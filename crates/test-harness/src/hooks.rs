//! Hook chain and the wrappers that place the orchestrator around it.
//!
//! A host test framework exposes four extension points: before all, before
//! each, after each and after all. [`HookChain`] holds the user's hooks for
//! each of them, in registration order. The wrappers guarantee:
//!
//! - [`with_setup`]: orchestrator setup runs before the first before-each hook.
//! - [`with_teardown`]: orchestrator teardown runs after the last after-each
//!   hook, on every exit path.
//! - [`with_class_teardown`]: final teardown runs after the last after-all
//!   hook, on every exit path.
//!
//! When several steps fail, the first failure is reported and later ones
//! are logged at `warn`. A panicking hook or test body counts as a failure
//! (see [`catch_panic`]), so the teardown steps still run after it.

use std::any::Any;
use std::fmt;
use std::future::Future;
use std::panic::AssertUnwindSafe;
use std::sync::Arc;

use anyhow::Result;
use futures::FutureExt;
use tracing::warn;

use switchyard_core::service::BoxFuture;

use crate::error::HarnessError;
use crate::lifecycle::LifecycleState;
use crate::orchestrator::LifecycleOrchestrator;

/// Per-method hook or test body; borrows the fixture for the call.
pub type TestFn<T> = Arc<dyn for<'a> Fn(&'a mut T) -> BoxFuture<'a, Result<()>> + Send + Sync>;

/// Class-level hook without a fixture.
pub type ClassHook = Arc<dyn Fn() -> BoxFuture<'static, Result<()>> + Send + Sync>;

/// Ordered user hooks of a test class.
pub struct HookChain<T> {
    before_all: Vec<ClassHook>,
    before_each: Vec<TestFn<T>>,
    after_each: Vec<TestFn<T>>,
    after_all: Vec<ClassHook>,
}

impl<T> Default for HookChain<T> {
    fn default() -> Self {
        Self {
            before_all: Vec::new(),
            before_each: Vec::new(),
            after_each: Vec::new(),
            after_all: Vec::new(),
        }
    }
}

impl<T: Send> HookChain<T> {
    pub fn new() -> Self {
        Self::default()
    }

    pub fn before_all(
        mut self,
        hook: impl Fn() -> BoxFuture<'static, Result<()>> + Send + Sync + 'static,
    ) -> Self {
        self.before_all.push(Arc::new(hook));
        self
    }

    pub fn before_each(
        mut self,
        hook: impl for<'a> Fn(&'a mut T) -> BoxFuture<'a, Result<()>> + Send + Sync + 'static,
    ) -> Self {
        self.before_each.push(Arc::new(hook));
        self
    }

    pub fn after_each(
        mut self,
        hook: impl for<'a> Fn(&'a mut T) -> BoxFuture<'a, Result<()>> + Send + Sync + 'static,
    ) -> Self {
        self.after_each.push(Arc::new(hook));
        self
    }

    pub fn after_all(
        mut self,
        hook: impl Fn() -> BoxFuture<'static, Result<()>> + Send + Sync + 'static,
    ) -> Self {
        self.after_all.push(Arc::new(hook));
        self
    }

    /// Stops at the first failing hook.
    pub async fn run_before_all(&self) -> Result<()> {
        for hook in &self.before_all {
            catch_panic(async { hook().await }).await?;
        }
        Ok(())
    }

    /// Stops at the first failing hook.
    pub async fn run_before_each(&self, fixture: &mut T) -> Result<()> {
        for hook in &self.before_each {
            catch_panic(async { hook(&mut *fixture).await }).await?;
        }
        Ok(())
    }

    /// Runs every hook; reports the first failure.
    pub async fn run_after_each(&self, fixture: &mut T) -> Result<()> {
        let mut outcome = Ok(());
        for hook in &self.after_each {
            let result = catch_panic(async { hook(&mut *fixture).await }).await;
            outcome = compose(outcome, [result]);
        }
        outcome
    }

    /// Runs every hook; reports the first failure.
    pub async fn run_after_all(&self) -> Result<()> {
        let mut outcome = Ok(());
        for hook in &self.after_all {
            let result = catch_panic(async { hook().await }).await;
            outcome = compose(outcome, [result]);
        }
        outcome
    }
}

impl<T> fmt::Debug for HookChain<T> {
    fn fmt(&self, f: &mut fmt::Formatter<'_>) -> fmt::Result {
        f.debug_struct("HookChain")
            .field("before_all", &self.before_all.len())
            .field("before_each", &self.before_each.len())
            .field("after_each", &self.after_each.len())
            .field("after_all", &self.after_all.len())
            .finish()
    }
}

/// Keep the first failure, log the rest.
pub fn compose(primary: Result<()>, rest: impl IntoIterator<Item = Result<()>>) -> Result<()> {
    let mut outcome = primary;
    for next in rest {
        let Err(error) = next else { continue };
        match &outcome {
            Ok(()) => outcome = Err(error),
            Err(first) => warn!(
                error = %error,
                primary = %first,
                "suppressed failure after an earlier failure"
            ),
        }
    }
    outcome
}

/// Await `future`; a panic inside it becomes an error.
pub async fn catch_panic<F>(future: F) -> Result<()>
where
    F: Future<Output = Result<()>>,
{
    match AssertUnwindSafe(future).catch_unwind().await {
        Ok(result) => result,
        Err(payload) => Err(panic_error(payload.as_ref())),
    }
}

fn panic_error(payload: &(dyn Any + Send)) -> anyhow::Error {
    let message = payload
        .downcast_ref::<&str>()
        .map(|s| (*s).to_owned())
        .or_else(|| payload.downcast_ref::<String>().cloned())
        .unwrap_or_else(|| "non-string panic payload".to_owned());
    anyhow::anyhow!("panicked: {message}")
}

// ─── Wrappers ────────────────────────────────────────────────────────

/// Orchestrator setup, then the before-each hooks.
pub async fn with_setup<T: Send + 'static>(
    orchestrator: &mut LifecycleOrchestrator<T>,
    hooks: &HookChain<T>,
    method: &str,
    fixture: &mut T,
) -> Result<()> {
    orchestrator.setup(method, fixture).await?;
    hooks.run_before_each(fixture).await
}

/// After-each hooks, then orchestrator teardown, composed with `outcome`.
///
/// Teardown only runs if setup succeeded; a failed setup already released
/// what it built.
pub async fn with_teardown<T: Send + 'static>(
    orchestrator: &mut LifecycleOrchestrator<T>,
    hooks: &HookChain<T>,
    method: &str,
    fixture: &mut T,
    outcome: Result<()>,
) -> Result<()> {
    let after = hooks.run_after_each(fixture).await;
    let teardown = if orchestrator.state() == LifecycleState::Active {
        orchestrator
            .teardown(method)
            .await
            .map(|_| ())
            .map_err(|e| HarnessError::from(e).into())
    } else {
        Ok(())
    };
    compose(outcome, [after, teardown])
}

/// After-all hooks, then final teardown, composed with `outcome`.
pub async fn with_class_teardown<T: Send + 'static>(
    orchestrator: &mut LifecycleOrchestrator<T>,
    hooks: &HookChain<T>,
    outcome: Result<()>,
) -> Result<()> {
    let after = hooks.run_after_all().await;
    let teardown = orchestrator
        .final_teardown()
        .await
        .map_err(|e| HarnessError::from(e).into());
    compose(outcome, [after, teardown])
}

====

Task instructions:
Copy, from the data above, every line where the word "first" appears.

Finished task:
//! - [`with_setup`]: orchestrator setup runs before the first before-each hook.
//! When several steps fail, the first failure is reported and later ones
    /// Stops at the first failing hook.
    /// Stops at the first failing hook.
    /// Runs every hook; reports the first failure.
    /// Runs every hook; reports the first failure.
/// Keep the first failure, log the rest.
            Err(first) => warn!(
                primary = %first,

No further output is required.